At the top of the heap—with growth rates over 20 percent—are, in order, Utah, Nevada, Florida, Texas and Colorado. Their growth has been more than the rate of growth of states like New York and others on the Atlantic seaboard, as well as most Midwestern states. Not surprisingly, these states all boast the highest population growth rates and are home to many of the nation’s fastest growing metros. Austin leads the pack, followed by Orlando. Denver, Dallas and Las Vegas can all be counted among the fastest growing metropolitan regions.

At the end of the list, sadly, there’s consistency as well. The bottom rungs are dominated by poor, resource-dependent states such as Louisiana, West Virginia and Wyoming—but also now include traditionally buoyant economies such as Connecticut, whose 3.3 percent growth over a decade is roughly one quarter of the national average. There’s nothing in the data we looked at that shows these trends will change, either.

Momentum Tilts to the Heartland and the Sunbelt

In our modern high-velocity economy, 10 years can seem like an epoch. Yet our top states generally have remained remarkably consistent in performance. The slowing growth in hyper-regulated California and the generally mediocre performance along the Northeast corridor has boosted the status of states like Texas, Florida, Arizona and Idaho, which are benefiting from mass migration of both companies and people.

Unlike its East Coast counterparts, the Golden State, however, has been a solid performer, though growth has slowed in the past year. It ranked a solid 9th over the past decade, with almost 18 percent growth. California’s strength can be attributed in part to its economic diversity, with strong concentrations in agriculture, information, professional services and entertainment.
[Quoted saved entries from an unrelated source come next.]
use crate::catalog::Catalog;
use crate::input::LineSource;
use crate::loader;
use crate::printer;
use anyhow::Result;
use std::io::Write;
use std::path::Path;

pub const BANNER: &str = "Welcome to the Course Planner.";
pub const MENU: &str = "\n1. Load Data Structure.\n2. Print Course List.\n3. Print Course.\n9. Exit.\n\n";
pub const CHOICE_PROMPT: &str = "What would you like to do? ";
pub const FILE_PROMPT: &str = "Enter the file name to load: ";
pub const COURSE_PROMPT: &str = "What course do you want to know about? ";
const NO_DATA: &str = "No data loaded. Please load the data first.";
const FAREWELL: &str = "Thank you for using the course planner!";

/// One menu selection.
#[derive(Debug, Clone, PartialEq, Eq)]
pub enum Choice {
    Load,
    List,
    Detail,
    Exit,
    /// Anything else, kept verbatim so it can be echoed back.
    Invalid(String),
}

impl From<&str> for Choice {
    /// Numeric input selects a menu entry. Non-numeric input is an invalid
    /// choice rather than an error.
    fn from(s: &str) -> Self {
        let s = s.trim();
        match s.parse::<i64>() {
            Ok(1) => Choice::Load,
            Ok(2) => Choice::List,
            Ok(3) => Choice::Detail,
            Ok(9) => Choice::Exit,
            Ok(other) => Choice::Invalid(other.to_string()),
            Err(_) => Choice::Invalid(s.to_string()),
        }
    }
}

#[derive(Debug, Clone, Copy, Default, PartialEq, Eq)]
pub enum ShellState {
    #[default]
    AwaitingChoice,
    Terminated,
}

/// Menu-driven session over a [`Catalog`].
///
/// The shell owns the catalog for the lifetime of the session. Each load
/// replaces it wholesale.
///
/// Example
/// ```
/// use course_planner::{ReaderInput, Shell};
/// let mut input = ReaderInput::new(std::io::Cursor::new("2\n9\n"));
/// let (mut out, mut err) = (Vec::new(), Vec::new());
/// Shell::default().run(&mut input, &mut out, &mut err).unwrap();
/// let out = String::from_utf8(out).unwrap();
/// assert!(out.contains("No data loaded."));
/// ```
#[derive(Debug, Default)]
pub struct Shell {
    catalog: Catalog,
    state: ShellState,
}

impl Shell {
    pub fn new() -> Self {
        Self::default()
    }

    pub fn catalog(&self) -> &Catalog {
        &self.catalog
    }

    pub fn state(&self) -> ShellState {
        self.state
    }

    /// Replace the catalog with the contents of `path`, as menu option 1 does.
    pub fn load(&mut self, path: &Path, stdout: &mut dyn Write, stderr: &mut dyn Write) -> Result<()> {
        tracing::info!(path = %path.display(), "loading catalog");
        self.catalog = loader::load_catalog(path, stderr);
        if !self.catalog.is_empty() {
            writeln!(stdout, "Data loaded successfully.")?;
        }
        Ok(())
    }

    /// Run the menu loop until the user exits or input ends.
    pub fn run(
        &mut self,
        input: &mut dyn LineSource,
        stdout: &mut dyn Write,
        stderr: &mut dyn Write,
    ) -> Result<()> {
        writeln!(stdout, "{}", BANNER)?;
        while self.state == ShellState::AwaitingChoice {
            write!(stdout, "{}", MENU)?;
            stdout.flush()?;

            let Some(line) = input.read_line(CHOICE_PROMPT)? else {
                self.state = ShellState::Terminated;
                break;
            };
            if line.trim().is_empty() {
                continue;
            }
            self.state = self.dispatch(Choice::from(line.as_str()), input, stdout, stderr)?;
        }
        stdout.flush()?;
        Ok(())
    }

    /// Perform one menu action and return the state to continue in.
    pub fn dispatch(
        &mut self,
        choice: Choice,
        input: &mut dyn LineSource,
        stdout: &mut dyn Write,
        stderr: &mut dyn Write,
    ) -> Result<ShellState> {
        tracing::debug!(?choice, "menu choice");
        match choice {
            Choice::Load => {
                let Some(path) = input.read_line(FILE_PROMPT)? else {
                    return Ok(ShellState::Terminated);
                };
                self.load(Path::new(path.trim()), stdout, stderr)?;
            }
            Choice::List => {
                if self.catalog.is_empty() {
                    writeln!(stdout, "{}", NO_DATA)?;
                } else {
                    printer::write_course_list(&self.catalog, stdout)?;
                }
            }
            Choice::Detail => {
                if self.catalog.is_empty() {
                    writeln!(stdout, "{}", NO_DATA)?;
                } else {
                    let Some(id) = input.read_line(COURSE_PROMPT)? else {
                        return Ok(ShellState::Terminated);
                    };
                    printer::write_course_details(&self.catalog, id.trim(), stdout)?;
                }
            }
            Choice::Exit => {
                writeln!(stdout, "{}", FAREWELL)?;
                return Ok(ShellState::Terminated);
            }
            Choice::Invalid(value) => {
                writeln!(stdout, "{} is not a valid option.", value)?;
            }
        }
        Ok(ShellState::AwaitingChoice)
    }
}

#[cfg(test)]
mod tests {
    use super::*;
    use crate::input::ReaderInput;
    use std::io::Cursor;

    struct Session {
        out: String,
        err: String,
        shell: Shell,
    }

    fn run_session(script: &str) -> Session {
        let mut shell = Shell::new();
        let mut input = ReaderInput::new(Cursor::new(script.to_string()));
        let (mut out, mut err) = (Vec::new(), Vec::new());
        shell.run(&mut input, &mut out, &mut err).unwrap();
        Session {
            out: String::from_utf8(out).unwrap(),
            err: String::from_utf8(err).unwrap(),
            shell,
        }
    }

    fn write_temp_catalog(content: &str) -> tempfile::NamedTempFile {
        let mut file = tempfile::NamedTempFile::new().expect("failed to create temp file");
        file.write_all(content.as_bytes()).unwrap();
        file.flush().unwrap();
        file
    }

    #[test]
    fn test_choice_parsing() {
        assert_eq!(Choice::from("1"), Choice::Load);
        assert_eq!(Choice::from(" 2 "), Choice::List);
        assert_eq!(Choice::from("3"), Choice::Detail);
        assert_eq!(Choice::from("9"), Choice::Exit);
        assert_eq!(Choice::from("+9"), Choice::Exit);
        assert_eq!(Choice::from("4"), Choice::Invalid("4".into()));
        assert_eq!(Choice::from("007"), Choice::Invalid("7".into()));
        assert_eq!(Choice::from("abc"), Choice::Invalid("abc".into()));
    }

    #[test]
    fn test_exit_prints_farewell() {
        let session = run_session("9\n");

        assert!(session.out.starts_with(BANNER));
        assert!(session.out.ends_with("Thank you for using the course planner!\n"));
        assert_eq!(session.shell.state(), ShellState::Terminated);
    }

    #[test]
    fn test_invalid_choices_are_echoed() {
        let session = run_session("5\nhello\n\n9\n");

        assert!(session.out.contains("5 is not a valid option.\n"));
        assert!(session.out.contains("hello is not a valid option.\n"));
        // the blank line re-prompts without a message
        assert_eq!(session.out.matches("is not a valid option").count(), 2);
    }

    #[test]
    fn test_list_and_detail_without_data() {
        let session = run_session("2\n3\n9\n");

        assert_eq!(session.out.matches(NO_DATA).count(), 2);
        assert!(!session.out.contains("Course List:"));
    }

    #[test]
    fn test_end_of_input_terminates() {
        let session = run_session("2\n");

        assert_eq!(session.shell.state(), ShellState::Terminated);
        assert!(!session.out.contains(FAREWELL));
    }

    #[test]
    fn test_end_of_input_at_file_prompt_terminates() {
        let session = run_session("1\n");

        assert_eq!(session.shell.state(), ShellState::Terminated);
        assert!(session.shell.catalog().is_empty());
        assert!(session.err.is_empty());
        assert!(!session.out.contains("Data loaded successfully."));
    }

    #[test]
    fn test_end_of_input_at_course_prompt_terminates() {
        let file = write_temp_catalog("CSCI100,Intro\n");
        let script = format!("1\n{}\n3\n", file.path().display());
        let session = run_session(&script);

        assert_eq!(session.shell.state(), ShellState::Terminated);
        assert_eq!(session.shell.catalog().len(), 1);
        assert!(!session.out.contains("Course Number:"));
        assert!(!session.out.contains("Error: Course not found."));
        assert!(!session.out.contains(FAREWELL));
    }

    #[test]
    fn test_load_list_and_detail() {
        let file = write_temp_catalog("CSCI200,Advanced,MATH150\nCSCI100,Intro\n");
        let script = format!("1\n{}\n2\n3\nCSCI200\n3\nCSCI999\n9\n", file.path().display());
        let session = run_session(&script);

        assert!(session.err.is_empty());
        assert!(session.out.contains("Data loaded successfully.\n"));
        assert!(session.out.contains("Course List:\nCSCI100, Intro\nCSCI200, Advanced\nMATH150, \n"));
        assert!(session.out.contains("Course Number: CSCI200\nCourse Name: Advanced\nPrerequisites:\n - MATH150\n"));
        assert!(session.out.contains("Error: Course not found.\n"));
        assert_eq!(session.shell.catalog().len(), 3);
    }

    #[test]
    fn test_load_missing_file_leaves_no_data() {
        let dir = tempfile::tempdir().unwrap();
        let missing = dir.path().join("nope.csv");
        let script = format!("1\n{}\n2\n9\n", missing.display());
        let session = run_session(&script);

        assert!(session.err.contains("Cannot open file"));
        assert!(!session.out.contains("Data loaded successfully."));
        assert!(session.out.contains(NO_DATA));
        assert!(session.shell.catalog().is_empty());
    }

    #[test]
    fn test_reload_replaces_catalog() {
        let first = write_temp_catalog("CSCI100,Intro\nCSCI101,Data Structures\n");
        let second = write_temp_catalog("MATH150,Calculus\n");

        let mut shell = Shell::new();
        let (mut out, mut err) = (Vec::new(), Vec::new());
        shell.load(first.path(), &mut out, &mut err).unwrap();
        assert_eq!(shell.catalog().len(), 2);

        shell.load(second.path(), &mut out, &mut err).unwrap();
        assert_eq!(shell.catalog().sorted_ids(), vec!["MATH150"]);
    }

    #[test]
    fn test_prompts_follow_choices() {
        let file = write_temp_catalog("CSCI100,Intro\n");
        let script = format!("1\n{}\n3\nCSCI100\n9\n", file.path().display());
        let mut input = ReaderInput::new(Cursor::new(script));
        let (mut out, mut err) = (Vec::new(), Vec::new());
        Shell::new().run(&mut input, &mut out, &mut err).unwrap();

        assert_eq!(
            input.prompts(),
            [CHOICE_PROMPT, FILE_PROMPT, CHOICE_PROMPT, COURSE_PROMPT, CHOICE_PROMPT]
        );
    }
}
It has started to fade, likely due to high housing prices, rising out-migration (Los Angeles lost population last year) and sky high taxes. Last year, the state ranked 13th and, given the fires and new regulatory burdens, one can expect that to drop further. The state’s manufacturing economy is withering, and after averaging about 100,000 new healthcare jobs annually in the nine years before 2018, just 20,000 were created in the last year.

We may be on the cusp of continued weakening for high-tax, highly regulated states—particularly those that lack California’s ideal weather (most of the time) and spectacular topography. New York ranked a respectable 19th over 10 years, but last year it dropped to 22nd. Massachusetts, 16th over the decade, fell to 27th last year. Other traditional leaders, like Illinois, which dropped from 17th worst over 10 years to 4th worst last year and especially Connecticut also are losing momentum, according to last year’s figures.  All have dropped off their 10-year pace.

Where Tech Is Headed

Of course, not all jobs are the same. Some tend to pay more, and some occupations are expanding more rapidly as the economy changes. High-tech employment has grown in almost all our leading states, but the biggest winners over ten years have been varied: led by North Carolina, Utah, South Dakota, California and New York.

But here again last year’s numbers project something of a different cast. The biggest change was the emergence as the fastest-growing state in the past year: Idaho. Over 10 years, Idaho registers in the bottom third, but last year it enjoyed the fastest tech growth in the nation. Boise and its surrounding region are booming, with newcomers pouring in from the West, not only California. It is now the fastest-growing metro in the nation.

In contrast, New York fell from 6th over 10 years to 15th last year. Even New York City’s much ballyhooed tech sector is essentially middle of the pack in growth among large metros. Millennial out-migration—a key element for this field—is now the highest in the country, notes Brookings, followed by Chicago and Los Angeles.

This could also impact California and Silicon Valley. Population growth in the core Bay Area has slowed considerably, and surveys reveal many residents, even most, are contemplating an exodus, particularly as they enter their 30s and seek to buy a house. Statewide, notes a recent UC Berkeley poll, roughly half of all residents are considering a move out, particularly between the ages of 30 and 50.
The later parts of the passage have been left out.